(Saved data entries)
○ ○ ○

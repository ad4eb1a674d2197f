// Copyright 2026 the Overstory Authors
// SPDX-License-Identifier: Apache-2.0 OR MIT

//! Core router vocabulary: input events, dispatch phases, and the two seams
//! (picking and delivery) that tie the router to a host scene.

use kurbo::{Point, Vec2};
use smallvec::SmallVec;

/// A root→leaf chain of node keys, outermost first.
///
/// Stacks are small in practice (a handful of nested containers), so they are
/// kept inline up to eight entries.
pub type NodeStack<K> = SmallVec<[K; 8]>;

/// Classes of input a node can declare interest in.
#[derive(Copy, Clone, Debug, PartialEq, Eq, Hash)]
pub enum InputClass {
    /// Pointer motion, buttons, and crossing.
    Pointer,
    /// Key presses and releases.
    Keyboard,
    /// Touch sequences.
    Touch,
    /// Wheel and kinetic scrolling.
    Scroll,
}

/// Propagation leg of a routed event.
#[derive(Copy, Clone, Debug, PartialEq, Eq)]
pub enum Phase {
    /// Root→leaf leg. The first node to claim the event ends this leg.
    Capture,
    /// Leaf→root leg. Every node on it sees the event; claims are ORed.
    Bubble,
}

/// Whether a node claimed a routed event.
#[derive(Copy, Clone, Debug, PartialEq, Eq)]
pub enum Handled {
    /// The event was claimed.
    Yes,
    /// The event was not claimed.
    No,
}

impl Handled {
    /// Whether this is [`Handled::Yes`].
    pub fn is_yes(self) -> bool {
        matches!(self, Self::Yes)
    }

    /// Combine two replies: claimed if either side claimed.
    #[must_use]
    pub fn or(self, other: Self) -> Self {
        if self.is_yes() || other.is_yes() {
            Self::Yes
        } else {
            Self::No
        }
    }
}

impl From<bool> for Handled {
    fn from(value: bool) -> Self {
        if value { Self::Yes } else { Self::No }
    }
}

/// A pointer button.
#[derive(Copy, Clone, Debug, PartialEq, Eq)]
pub enum PointerButton {
    /// The primary button, usually left.
    Primary,
    /// The secondary button, usually right.
    Secondary,
    /// The middle button.
    Middle,
    /// Any other button, by hardware index.
    Other(u16),
}

/// A host keyboard code, passed through untranslated.
#[derive(Copy, Clone, Debug, PartialEq, Eq, Hash)]
pub struct KeyCode(pub u32);

/// Identity of one touch sequence, stable from down to up.
#[derive(Copy, Clone, Debug, PartialEq, Eq, Hash)]
pub struct TouchId(pub u64);

/// An input event from the host windowing layer.
///
/// Positions are in root coordinates; the router localizes them per node at
/// delivery time.
#[derive(Copy, Clone, Debug, PartialEq)]
pub enum InputEvent {
    /// The pointer entered the routed surface.
    PointerEnter {
        /// Pointer position.
        position: Point,
    },
    /// The pointer moved.
    PointerMove {
        /// Pointer position.
        position: Point,
    },
    /// A pointer button went down.
    PointerDown {
        /// Pointer position.
        position: Point,
        /// The button that went down.
        button: PointerButton,
    },
    /// A pointer button went up.
    PointerUp {
        /// Pointer position.
        position: Point,
        /// The button that went up.
        button: PointerButton,
    },
    /// The pointer left the routed surface.
    PointerLeave,
    /// Wheel or kinetic scrolling.
    Scroll {
        /// Pointer position.
        position: Point,
        /// Scroll delta, in the host's units.
        delta: Vec2,
    },
    /// A key went down.
    KeyDown {
        /// The key.
        key: KeyCode,
    },
    /// A key went up.
    KeyUp {
        /// The key.
        key: KeyCode,
    },
    /// A touch sequence began.
    TouchDown {
        /// The sequence.
        touch: TouchId,
        /// Touch position.
        position: Point,
    },
    /// A touch sequence moved.
    TouchMove {
        /// The sequence.
        touch: TouchId,
        /// Touch position.
        position: Point,
    },
    /// A touch sequence ended.
    TouchUp {
        /// The sequence.
        touch: TouchId,
        /// Touch position.
        position: Point,
    },
}

impl InputEvent {
    /// The event's root-space position, when it has one.
    pub fn position(&self) -> Option<Point> {
        match self {
            Self::PointerEnter { position }
            | Self::PointerMove { position }
            | Self::PointerDown { position, .. }
            | Self::PointerUp { position, .. }
            | Self::Scroll { position, .. }
            | Self::TouchDown { position, .. }
            | Self::TouchMove { position, .. }
            | Self::TouchUp { position, .. } => Some(*position),
            Self::PointerLeave | Self::KeyDown { .. } | Self::KeyUp { .. } => None,
        }
    }

    /// The interest class this event routes under.
    pub fn class(&self) -> InputClass {
        match self {
            Self::PointerEnter { .. }
            | Self::PointerMove { .. }
            | Self::PointerDown { .. }
            | Self::PointerUp { .. }
            | Self::PointerLeave => InputClass::Pointer,
            Self::Scroll { .. } => InputClass::Scroll,
            Self::KeyDown { .. } | Self::KeyUp { .. } => InputClass::Keyboard,
            Self::TouchDown { .. } | Self::TouchMove { .. } | Self::TouchUp { .. } => {
                InputClass::Touch
            }
        }
    }
}

/// A routed event as seen by one node on the capture or bubble leg.
#[derive(Copy, Clone, Debug)]
pub struct NodeEvent<'a> {
    /// Which leg delivered the event.
    pub phase: Phase,
    /// The original input, positions still in root coordinates.
    pub input: &'a InputEvent,
    /// The event position in the receiving node's coordinates, when the event
    /// carries one and the node could be localized.
    pub local: Option<Point>,
}

/// Direction of a pointer crossing notification.
#[derive(Copy, Clone, Debug, PartialEq, Eq)]
pub enum CrossingKind {
    /// The pointer now lies within the node.
    Enter,
    /// The pointer no longer lies within the node.
    Leave,
}

/// A pointer crossing notification.
///
/// Crossings are delivered to each affected node directly, outside the
/// capture/bubble walk, and cannot be claimed.
#[derive(Copy, Clone, Debug)]
pub struct CrossingEvent<K> {
    /// Enter or leave.
    pub kind: CrossingKind,
    /// True when the node is an ancestor in its stack rather than the leaf
    /// the pointer rests on.
    pub obscured: bool,
    /// The leaf at the other end of the transition: the leaf being left on
    /// enter, the leaf being entered on leave.
    pub related: Option<K>,
    /// Pointer position in the node's own coordinates, absent when the
    /// pointer left the surface entirely or the node could not be localized.
    pub position: Option<Point>,
}

/// Direction of a focus notification.
#[derive(Copy, Clone, Debug, PartialEq, Eq)]
pub enum FocusKind {
    /// The node gained focus or contains the new focus.
    In,
    /// The node lost focus or contained the old focus.
    Out,
}

/// A focus notification.
///
/// Like crossings, focus changes are delivered directly and cannot be
/// claimed.
#[derive(Copy, Clone, Debug)]
pub struct FocusEvent<K> {
    /// Focus in or focus out.
    pub kind: FocusKind,
    /// True when the node is an ancestor of the focus rather than the focus
    /// itself.
    pub obscured: bool,
    /// The leaf at the other end of the transition: the old focus on
    /// focus-in, the new focus on focus-out.
    pub related: Option<K>,
}

/// What the router needs from the host scene: picking, ancestry, and
/// coordinate localization.
///
/// ## Usage
///
/// - With the `stage_adapter` feature, `overstory_stage::Stage` implements
///   this directly.
/// - Hosts with their own scene representation implement it over whatever
///   spatial structure they keep.
///
/// All three methods are queries; the router never asks the source to
/// mutate anything.
pub trait PickSource<K> {
    /// The interest-filtered stack of nodes under `point` (root coordinates),
    /// outermost first, with the pick point mapped into the hit leaf's
    /// coordinates.
    ///
    /// `None`, or an empty stack, means nothing interested was hit.
    fn pick(&self, class: InputClass, point: Point) -> Option<(NodeStack<K>, Point)>;

    /// The chain from the outermost ancestor down to `node`, inclusive.
    ///
    /// Returns an empty stack when the node is no longer part of the scene.
    fn ancestors(&self, node: &K) -> NodeStack<K>;

    /// Map a root-space point into `node`'s coordinates.
    ///
    /// Returns `None` when the node cannot be localized, for example because
    /// it was removed from the scene after entering a grab stack. The router
    /// still delivers the event in that case, with no local position.
    fn localize(&self, node: &K, point: Point) -> Option<Point>;
}

/// Receives everything the router delivers.
pub trait EventSink<K> {
    /// A routed event on its capture or bubble leg.
    ///
    /// Return [`Handled::Yes`] to claim it: on capture this stops the
    /// descent, on bubble it only marks the event handled.
    fn event(&mut self, node: &K, event: &NodeEvent<'_>) -> Handled;

    /// A pointer crossing notification for `node`.
    fn crossing(&mut self, node: &K, event: &CrossingEvent<K>);

    /// A focus notification for `node`.
    fn focus(&mut self, node: &K, event: &FocusEvent<K>);
}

○ ○ ○

◆ **Instructions to follow**:
When a line among the entries contains "first", pull that line out.

◆ **Answer to this task**:
/// A root→leaf chain of node keys, outermost first.
    /// Root→leaf leg. The first node to claim the event ends this leg.
    /// outermost first, with the pick point mapped into the hit leaf's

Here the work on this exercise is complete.